→ **Directions for this task**: Search the lines of the records for the word "rendered", and copy every line that has it.

(Dataset entries)
┌──
impl<'a> RenderContext<'a> {
    pub fn new(overrides: &'a dyn RenderOverride, rewriter: &'a dyn CommentRewriter) -> Self {
        let traverse = Traverse::new(move |node, id| overrides.is_visible(node, id));
        Self { traverse, overrides, rewriter }
    }

    pub fn traverse(&self) -> &Traverse<'a> { &self.traverse }

    pub fn overrides(&self) -> &dyn RenderOverride { self.overrides }

    pub fn comment(&self, node: &SchemaNode, id: &PathId) -> Option<Comment> {
        render_comment(node, id, &self.traverse, self.rewriter)
    }

    /// Apply the override collaborator's replacement for `id`, if any.
    pub fn resolve<'n>(&self, node: &'n SchemaNode, id: &PathId) -> Cow<'n, SchemaNode> {
        match self.overrides.type_override(node, id) {
            Some(replacement) => Cow::Owned(replacement),
            None => Cow::Borrowed(node),
        }
    }

    /// Render `node` (absent → `void`) as a type expression.
    pub fn render_type(&self, node: Option<&SchemaNode>, id: &PathId, ambiguous: bool) -> Result<String> {
        let void = SchemaNode::void();
        let node = self.resolve(node.unwrap_or(&void), id);
        self.render_resolved(&node, id, ambiguous)
    }

    /// Render a node whose override has already been applied.
    pub fn render_resolved(&self, node: &SchemaNode, id: &PathId, ambiguous: bool) -> Result<String> {
        if node.nodoc {
            return Err(RenderError::NodocReached { id: id.clone() });
        }
        match node.shape(id)? {
            Shape::InstanceOf(name) => Ok(name.to_string()),
            Shape::Enum(members) => {
                let literals: Vec<String> = members.iter().map(EnumMember::literal).collect();
                Ok(wrap(literals.join(" | "), ambiguous))
            }
            Shape::Choices(choices) => {
                let alternatives = choices
                    .iter()
                    .enumerate()
                    .map(|(index, choice)| self.render_type(Some(choice), &id.choice(index), true))
                    .collect::<Result<Vec<_>>>()?;
                Ok(wrap(alternatives.join(" | "), ambiguous))
            }
            Shape::Array { items, min_items, max_items } => {
                self.render_array(items, min_items, max_items, id, ambiguous)
            }
            Shape::Object => self.render_object(node, id),
            Shape::Reference(name) => self.render_reference(node, name, id, ambiguous),
            Shape::Literal(value) => Ok(value.to_string()),
            Shape::Function => Ok(wrap(self.render_inline_function(node, id)?, ambiguous)),
            Shape::Primitive(Primitive::Any) => {
                Ok(self.overrides.replace_any_with(id).unwrap_or_else(|| "any".to_string()))
            }
            Shape::Primitive(primitive) => Ok(primitive.as_ts().to_string()),
        }
    }

    // ---- arrays ----

    fn render_array(
        &self,
        items: Option<&SchemaNode>,
        min_items: Option<u32>,
        max_items: Option<u32>,
        id: &PathId,
        ambiguous: bool,
    ) -> Result<String> {
        // some historical schemas omit `items` entirely
        let number = SchemaNode::of_type("number");
        let element = self.render_type(Some(items.unwrap_or(&number)), &id.element(), true)?;

        if let Some(max) = max_items {
            let min = min_items.unwrap_or(0);
            if min > max {
                return Err(RenderError::ArrayBounds { id: id.clone(), min, max });
            }
            let mut tuples: Vec<String> = (min..=max)
                .map(|len| format!("[{}]", vec![element.as_str(); len as usize].join(", ")))
                .collect();
            if tuples.len() == 1 {
                return Ok(tuples.remove(0));
            }
            return Ok(wrap(tuples.join(" | "), ambiguous));
        }

        if let Some(min) = min_items {
            let mut slots = vec![element.clone(); min as usize];
            slots.push(format!("...{element}[]"));
            return Ok(wrap(format!("[{}]", slots.join(", ")), ambiguous));
        }

        Ok(format!("{element}[]"))
    }

    // ---- objects ----

    /// `[name: string]: T` for dictionary-like objects.
    pub fn index_signature(&self, node: &SchemaNode, id: &PathId) -> Result<Option<String>> {
        node.additional_properties
            .as_deref()
            .map(|value| {
                let ty = self.render_type(Some(value), &id.element(), false)?;
                Ok(format!("[name: string]: {ty}"))
            })
            .transpose()
    }

    fn render_object(&self, node: &SchemaNode, id: &PathId) -> Result<String> {
        let index = self.index_signature(node, id)?;
        let properties = self.traverse.properties_for(node, id);
        if properties.is_empty() {
            return Ok(match index {
                Some(signature) => format!("{{{signature}}}"),
                None => "{}".to_string(),
            });
        }
        let mut buf = RenderBuffer::new();
        buf.start("{");
        self.render_members(index, &properties, &mut buf)?;
        buf.end("}");
        Ok(buf.into_string())
    }

    /// Object members in declaration order. Documented members are separated
    /// from their neighbours by a blank line.
    ///
    /// Function members declaring `returns_async` become one method signature
    /// per calling convention, each carrying the member's documentation.
    pub fn render_members(&self, index: Option<String>, properties: &[Entry<'_>], buf: &mut RenderBuffer) -> Result<()> {
        let mut first = true;
        let mut previous_documented = false;
        if let Some(signature) = index {
            buf.line(&format!("{signature};"));
            first = false;
        }
        for entry in properties {
            let node = self.resolve(entry.node, &entry.id);
            let comment = self.comment(&node, &entry.id);
            let documented = comment.is_some();
            let key = ident::property_key(entry.name);
            let marker = if node.optional { "?" } else { "" };

            let lines = if self.is_async_method(&node, &entry.id)? {
                self.traverse
                    .expand_function_params(&node, &entry.id)?
                    .iter()
                    .map(|signature| -> Result<String> {
                        let params = self.render_params(&signature.parameters, &entry.id, false)?;
                        let returns = self.render_type(signature.returns.as_ref(), &entry.id.returns(), false)?;
                        Ok(format!("{key}{marker}{params}: {returns};"))
                    })
                    .collect::<Result<Vec<_>>>()?
            } else {
                let ty = self.render_resolved(&node, &entry.id, false)?;
                vec![format!("{key}{marker}: {ty};")]
            };

            for line in lines {
                if !first && (documented || previous_documented) {
                    buf.blank();
                }
                if let Some(comment) = &comment {
                    buf.comment(comment);
                }
                buf.line(&line);
                first = false;
                previous_documented = documented;
            }
        }
        Ok(())
    }

    fn is_async_method(&self, node: &SchemaNode, id: &PathId) -> Result<bool> {
        Ok(node.returns_async.is_some() && !node.nodoc && matches!(node.shape(id)?, Shape::Function))
    }

    // ---- references ----

    fn render_reference(&self, node: &SchemaNode, name: &str, id: &PathId, ambiguous: bool) -> Result<String> {
        if node.properties.as_ref().is_some_and(|props| !props.is_empty()) {
            let extra = SchemaNode {
                ty: Some("object".to_string()),
                properties: node.properties.clone(),
                ..SchemaNode::default()
            };
            let object = self.render_object(&extra, id)?;
            return Ok(wrap(format!("{name} & {object}"), ambiguous));
        }
        match &node.value {
            Some(Value::Array(values)) if values.len() > 1 => {
                let args = values[1..]
                    .iter()
                    .enumerate()
                    .map(|(index, value)| {
                        let arg_id = id.template_arg(index);
                        let arg = SchemaNode::from_value(value, &arg_id)?;
                        self.render_type(Some(&arg), &arg_id, false)
                    })
                    .collect::<Result<Vec<_>>>()?;
                Ok(format!("{name}<{}>", args.join(", ")))
            }
            // A lone value has no known template meaning; ignored.
            Some(Value::Array(_)) | None => Ok(name.to_string()),
            Some(other) => Err(RenderError::BadTemplateValue { id: id.clone(), value: other.to_string() }),
        }
    }

    // ---- functions ----

    fn render_inline_function(&self, node: &SchemaNode, id: &PathId) -> Result<String> {
        if node.returns_async.is_some() {
            return Err(RenderError::InlineAsync { id: id.clone() });
        }
        let params = self.render_params(node.parameters.as_deref().unwrap_or_default(), id, true)?;
        let returns = self.render_type(node.returns.as_deref(), &id.returns(), false)?;
        Ok(format!("{params} => {returns}"))
    }

    /// Parenthesised parameter list.
    ///
    /// Only the trailing run of optional parameters keeps its `?`; an optional
    /// parameter followed by a required one renders as required. With
    /// `interleave_docs`, documented parameters switch the list to one
    /// parameter per line with its comment above it.
    pub fn render_params(&self, params: &[SchemaNode], id: &PathId, interleave_docs: bool) -> Result<String> {
        let visible = self.traverse.parameters_for(params, id);
        let optional_from = visible.iter().rposition(|(_, p)| !p.optional).map_or(0, |i| i + 1);

        let mut rendered: Vec<(Option<Comment>, String)> = Vec::with_capacity(visible.len());
        for (index, (param_id, param)) in visible.iter().enumerate() {
            let ty = self.render_type(Some(param), param_id, false)?;
            let marker = if param.optional && index >= optional_from { "?" } else { "" };
            let name = ident::param_name(param.name.as_deref(), index);
            let comment = if interleave_docs { self.comment(param, param_id) } else { None };
            rendered.push((comment, format!("{name}{marker}: {ty}")));
        }

        if rendered.iter().all(|(comment, _)| comment.is_none()) {
            let list: Vec<&str> = rendered.iter().map(|(_, text)| text.as_str()).collect();
            return Ok(format!("({})", list.join(", ")));
        }

        let mut buf = RenderBuffer::new();
        buf.start("(");
        let mut previous_documented = false;
        for (index, (comment, text)) in rendered.iter().enumerate() {
            if index > 0 && (comment.is_some() || previous_documented) {
                buf.blank();
            }
            if let Some(comment) = comment {
                buf.comment(comment);
            }
            buf.line(&format!("{text},"));
            previous_documented = comment.is_some();
        }
        buf.end(")");
        Ok(buf.into_string())
    }
}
└──
→ **Task solution**:
        let mut rendered: Vec<(Option<Comment>, String)> = Vec::with_capacity(visible.len());
            rendered.push((comment, format!("{name}{marker}: {ty}")));
        if rendered.iter().all(|(comment, _)| comment.is_none()) {
            let list: Vec<&str> = rendered.iter().map(|(_, text)| text.as_str()).collect();
        for (index, (comment, text)) in rendered.iter().enumerate() {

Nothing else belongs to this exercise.